野村萬斎さんの 「新宿狂言2016」を拝見。なぜ萬斎さんがやると お下品にならないのか???
2016/03/08
2016年3月5日 野村萬斎さんのお舞台へ行って参りました。
新宿狂言! 能舞台ではなく、スペース.ゼロという普通の演劇のお舞台でした。
当然能舞台ではなく 普通の舞台ですが、一般的な普及公演とも趣旨が違い、 狂言と現代劇の融合的お舞台でした。
萬斎さんが 1999年頃に考案されて始められ今回は久しぶりの新宿狂言なんですって。
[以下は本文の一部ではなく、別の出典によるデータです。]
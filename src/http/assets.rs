//! Static client bundle.
//!
//! # Responsibilities
//! - Resolve directory-style paths (`/app/`) to the default document
//! - Serve files from the bundle directory, preferring `.gz` siblings when
//!   the client accepts gzip
//! - Answer `404 Not Found` for anything missing
//!
//! # Design Decisions
//! - Path traversal protection is left to `ServeDir`, which refuses `..`
//! - The query string survives the index rewrite

use std::borrow::Cow;

use axum::body::Body;
use axum::http::{Request, Uri};
use axum::response::Response;
use futures_util::future::BoxFuture;
use tower::ServiceExt;
use tower_http::services::ServeDir;

use crate::config::AssetsConfig;

/// Serves every request that is not RPC.
pub trait StaticResponder: Send + Sync + 'static {
    fn respond(&self, request: Request<Body>) -> BoxFuture<'static, Response>;
}

/// Append the default document to paths ending in `/`.
pub fn resolve_asset_path<'a>(path: &'a str, index_file: &str) -> Cow<'a, str> {
    if path.ends_with('/') {
        Cow::Owned(format!("{path}{index_file}"))
    } else {
        Cow::Borrowed(path)
    }
}

fn with_path(uri: &Uri, path: &str) -> Option<Uri> {
    let path_and_query = match uri.query() {
        Some(query) => format!("{path}?{query}"),
        None => path.to_string(),
    };
    let mut parts = uri.clone().into_parts();
    parts.path_and_query = Some(path_and_query.parse().ok()?);
    Uri::from_parts(parts).ok()
}

/// [`StaticResponder`] backed by a directory on disk.
#[derive(Debug, Clone)]
pub struct AssetResponder {
    serve_dir: ServeDir,
    index_file: String,
}

impl AssetResponder {
    pub fn new(config: &AssetsConfig) -> Self {
        let mut serve_dir = ServeDir::new(&config.root);
        if config.precompressed_gzip {
            serve_dir = serve_dir.precompressed_gzip();
        }
        Self {
            serve_dir,
            index_file: config.index_file.clone(),
        }
    }
}

impl StaticResponder for AssetResponder {
    fn respond(&self, mut request: Request<Body>) -> BoxFuture<'static, Response> {
        let resolved = resolve_asset_path(request.uri().path(), &self.index_file).into_owned();
        if resolved != request.uri().path() {
            if let Some(uri) = with_path(request.uri(), &resolved) {
                *request.uri_mut() = uri;
            }
        }
        tracing::trace!(path = %resolved, "Serving static asset");

        let serve_dir = self.serve_dir.clone();
        Box::pin(async move {
            match serve_dir.oneshot(request).await {
                Ok(response) => response.map(Body::new),
                Err(never) => match never {},
            }
        })
    }
}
能狂言って 勿論 伝統芸能ですから、形式が決まっていて勝手に変わった事をしてはいけない。常に師匠にお伺いを立てて、という世界だそうですが、(クラシック音楽の世界よりも伝統を守る事に厳しそうですよね〜)
萬斎さんは常に新しい試みを考案されていて、さらに実行力もあり、本当に尊敬致します。
私には計り知れないプレッシャーや新しい事への批判などもありそうな中 堂々と挑戦し続けているお姿に常に勇気をいただきます。
公演の内容は 是非このBlogをご覧ください!!
私がとても尊敬しているお姉さまのブログです!!
萬斎さんが解説の中で
「人間の欲望を肩代わりしてくれる事が、狂言のカタルシスでありますね」
と仰っていたのが印象的です。
カタルシスか!! 普通、悲劇の時に使う言葉かなと思っていましたが、確かにお舞台で太郎冠者や大名が本能丸出しの面白い事をして、
恥ずかしくも共感している自分に気がつく事で、ココロを解放してくれているのかもしれないなーと。
そういうご発言をさらりとなされるのも普段から、狂言を愛している証拠だなぁなんて思いました。
猿婿は全員が猿の面をつけて猿版ネズミの嫁入りみたいなお話ですが、
今回は お舞台が 現代劇調に仕込まれており、映像や音響まで使われ。なのに 小鼓や笛などのお囃子や地謡の方もいらっしゃり、まさに能狂言と現代劇のミックスでした。
みんなが猿の面で セリフも半分「きゃぁきゃぁきゃあ」だけ。
さもすれば、お笑い芸人のコントになりかねない状態にもかかわらず、常に気品があり、全く俗っぽくなく、洗練されたお舞台でした。
なぜでしょう??
すごく考えました。
能狂言独特の佇まい。 発するオーラ。 声のハリ。
全てが 隙がなく美しいからではないかな。。と思いました。
それは 一晩や二晩で完成されるものではなく、幼い頃からの積み重ねであり、さらに常に努力されているからではないかと思います。
芸に対する畏れ 愛情 の全てが 佇まいに現れるものだとすると、
自分も気をつけなくては。。と強く思います。